WHAT YOU SHOULD DO
Write the entries below again, precisely as they appear.

PROVIDED RECORDS
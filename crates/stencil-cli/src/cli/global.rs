//! Global arguments that apply to every subcommand.
//!
//! Declared here and flattened into [`super::Cli`] so that `-v`, `-q`, etc.
//! are available on any invocation without repetition

use clap::Args;
use serde::{Deserialize, Serialize};
use std::path::PathBuf;

/// Global arguments for all commands.
#[derive(Debug, Clone, Args)]
pub struct GlobalArgs {
    /// Increase logging verbosity.
    ///
    /// Pass once for INFO (`-v`), twice for DEBUG (`-vv`), three times for
    /// TRACE (`-vvv`).  Conflicts with `--quiet`.
    #[arg(
        short = 'v',
        long = "verbose",
        action = clap::ArgAction::Count,
        global = true,
        help = "Increase verbosity (-v, -vv, -vvv)",
        long_help = "Increase logging verbosity:
    (none)  - Only warnings and errors
    -v      - Info level (phase outcomes)
    -vv     - Debug level (every file touched)
    -vvv    - Trace level (very verbose)"
    )]
    pub verbose: u8,

    /// Suppress all non-error output.
    #[arg(
        short = 'q',
        long = "quiet",
        global = true,
        conflicts_with = "verbose",
        help = "Suppress non-error output"
    )]
    pub quiet: bool,

    /// Disable ANSI colour codes.
    ///
    /// Automatically honoured when `NO_COLOR` is set in the environment
    /// (see <https://no-color.org>).
    #[arg(
        long = "no-color",
        global = true,
        env = "NO_COLOR",
        help = "Disable colored output"
    )]
    pub no_color: bool,

    /// Configuration file path.
    #[arg(
        short = 'c',
        long = "config",
        global = true,
        value_name = "FILE",
        help = "Configuration file path"
    )]
    pub config: Option<PathBuf>,

    /// Output format. Falls back to `output.format` from the configuration.
    #[arg(
        long = "output-format",
        global = true,
        value_enum,
        help = "Output format [default: auto]"
    )]
    pub output_format: Option<OutputFormat>,
}

/// How the CLI should render its output.
#[derive(
    Debug, Clone, Copy, Default, PartialEq, Eq, clap::ValueEnum, Serialize, Deserialize,
)]
#[serde(rename_all = "lowercase")]
pub enum OutputFormat {
    /// Auto-detect based on terminal.
    #[default]
    Auto,
    /// Human-readable with colors and spinners.
    Human,
    /// Plain text without colors.
    Plain,
    /// One JSON document per line.
    Json,
}
use crate::domain::value_objects::ProjectName;

/// A validated request to scaffold one project.
#[derive(Debug, Clone, PartialEq, Eq)]
pub struct ScaffoldRequest {
    project_name: ProjectName,
    include_security: bool,
}

impl ScaffoldRequest {
    pub fn new(project_name: ProjectName, include_security: bool) -> Self {
        Self {
            project_name,
            include_security,
        }
    }

    pub fn project_name(&self) -> &ProjectName {
        &self.project_name
    }

    pub fn include_security(&self) -> bool {
        self.include_security
    }
}
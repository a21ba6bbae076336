//! `stencil config`: inspect configuration values.

use std::collections::BTreeMap;

use crate::{
    cli::{ConfigCommands, GlobalArgs, OutputFormat},
    config::AppConfig,
    error::{CliError, CliResult},
    output::OutputManager,
};

/// Dispatch to the correct config subcommand.
pub fn execute(
    cmd: ConfigCommands,
    global: GlobalArgs,
    config: AppConfig,
    output: OutputManager,
) -> CliResult<()> {
    match cmd {
        ConfigCommands::Get { key } => {
            let value = get_config_value(&config, &key)?;
            if output.format() == OutputFormat::Json {
                output.json(&BTreeMap::from([(key, value)]))?;
            } else {
                output.print(&format!("{key} = {value}"))?;
            }
        }

        ConfigCommands::List => {
            if output.format() == OutputFormat::Json {
                output.json(&config)?;
                return Ok(());
            }
            output.header("Current Configuration:")?;
            let serialised =
                toml::to_string_pretty(&config).map_err(|e| CliError::ConfigError {
                    message: format!("Failed to serialise config: {e}"),
                    source: Some(Box::new(e)),
                })?;
            output.print(&serialised)?;
        }

        ConfigCommands::Path => {
            let path = global.config.unwrap_or_else(AppConfig::config_path);
            if output.format() == OutputFormat::Json {
                output.json(&path)?;
            } else {
                output.print(&path.display().to_string())?;
            }
        }
    }

    Ok(())
}

// ── helpers ───────────────────────────────────────────────────────────────────

fn get_config_value(config: &AppConfig, key: &str) -> CliResult<String> {
    config.get(key).ok_or_else(|| CliError::ConfigError {
        message: format!(
            "Unknown config key: '{key}' (known keys: {})",
            AppConfig::KEYS.join(", ")
        ),
        source: None,
    })
}

// ── tests ─────────────────────────────────────────────────────────────────────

ANSWER SPACE
filename crates/stencil-cli/src/cli/global.rs
//! Global arguments that apply to every subcommand.
//!
//! Declared here and flattened into [`super::Cli`] so that `-v`, `-q`, etc.
//! are available on any invocation without repetition

use clap::Args;
use serde::{Deserialize, Serialize};
use std::path::PathBuf;

/// Global arguments for all commands.
#[derive(Debug, Clone, Args)]
pub struct GlobalArgs {
    /// Increase logging verbosity.
    ///
    /// Pass once for INFO (`-v`), twice for DEBUG (`-vv`), three times for
    /// TRACE (`-vvv`).  Conflicts with `--quiet`.
    #[arg(
        short = 'v',
        long = "verbose",
        action = clap::ArgAction::Count,
        global = true,
        help = "Increase verbosity (-v, -vv, -vvv)",
        long_help = "Increase logging verbosity:
    (none)  - Only warnings and errors
    -v      - Info level (phase outcomes)
    -vv     - Debug level (every file touched)
    -vvv    - Trace level (very verbose)"
    )]
    pub verbose: u8,

    /// Suppress all non-error output.
    #[arg(
        short = 'q',
        long = "quiet",
        global = true,
        conflicts_with = "verbose",
        help = "Suppress non-error output"
    )]
    pub quiet: bool,

    /// Disable ANSI colour codes.
    ///
    /// Automatically honoured when `NO_COLOR` is set in the environment
    /// (see <https://no-color.org>).
    #[arg(
        long = "no-color",
        global = true,
        env = "NO_COLOR",
        help = "Disable colored output"
    )]
    pub no_color: bool,

    /// Configuration file path.
    #[arg(
        short = 'c',
        long = "config",
        global = true,
        value_name = "FILE",
        help = "Configuration file path"
    )]
    pub config: Option<PathBuf>,

    /// Output format. Falls back to `output.format` from the configuration.
    #[arg(
        long = "output-format",
        global = true,
        value_enum,
        help = "Output format [default: auto]"
    )]
    pub output_format: Option<OutputFormat>,
}

/// How the CLI should render its output.
#[derive(
    Debug, Clone, Copy, Default, PartialEq, Eq, clap::ValueEnum, Serialize, Deserialize,
)]
#[serde(rename_all = "lowercase")]
pub enum OutputFormat {
    /// Auto-detect based on terminal.
    #[default]
    Auto,
    /// Human-readable with colors and spinners.
    Human,
    /// Plain text without colors.
    Plain,
    /// One JSON document per line.
    Json,
}
use crate::domain::value_objects::ProjectName;

/// A validated request to scaffold one project.
#[derive(Debug, Clone, PartialEq, Eq)]
pub struct ScaffoldRequest {
    project_name: ProjectName,
    include_security: bool,
}

impl ScaffoldRequest {
    pub fn new(project_name: ProjectName, include_security: bool) -> Self {
        Self {
            project_name,
            include_security,
        }
    }

    pub fn project_name(&self) -> &ProjectName {
        &self.project_name
    }

    pub fn include_security(&self) -> bool {
        self.include_security
    }
}
repository a21ba6bbae076336
//! `stencil config`: inspect configuration values.

use std::collections::BTreeMap;

use crate::{
    cli::{ConfigCommands, GlobalArgs, OutputFormat},
    config::AppConfig,
    error::{CliError, CliResult},
    output::OutputManager,
};

/// Dispatch to the correct config subcommand.
pub fn execute(
    cmd: ConfigCommands,
    global: GlobalArgs,
    config: AppConfig,
    output: OutputManager,
) -> CliResult<()> {
    match cmd {
        ConfigCommands::Get { key } => {
            let value = get_config_value(&config, &key)?;
            if output.format() == OutputFormat::Json {
                output.json(&BTreeMap::from([(key, value)]))?;
            } else {
                output.print(&format!("{key} = {value}"))?;
            }
        }

        ConfigCommands::List => {
            if output.format() == OutputFormat::Json {
                output.json(&config)?;
                return Ok(());
            }
            output.header("Current Configuration:")?;
            let serialised =
                toml::to_string_pretty(&config).map_err(|e| CliError::ConfigError {
                    message: format!("Failed to serialise config: {e}"),
                    source: Some(Box::new(e)),
                })?;
            output.print(&serialised)?;
        }

        ConfigCommands::Path => {
            let path = global.config.unwrap_or_else(AppConfig::config_path);
            if output.format() == OutputFormat::Json {
                output.json(&path)?;
            } else {
                output.print(&path.display().to_string())?;
            }
        }
    }

    Ok(())
}

// ── helpers ───────────────────────────────────────────────────────────────────

fn get_config_value(config: &AppConfig, key: &str) -> CliResult<String> {
    config.get(key).ok_or_else(|| CliError::ConfigError {
        message: format!(
            "Unknown config key: '{key}' (known keys: {})",
            AppConfig::KEYS.join(", ")
        ),
        source: None,
    })
}

// ── tests ─────────────────────────────────────────────────────────────────────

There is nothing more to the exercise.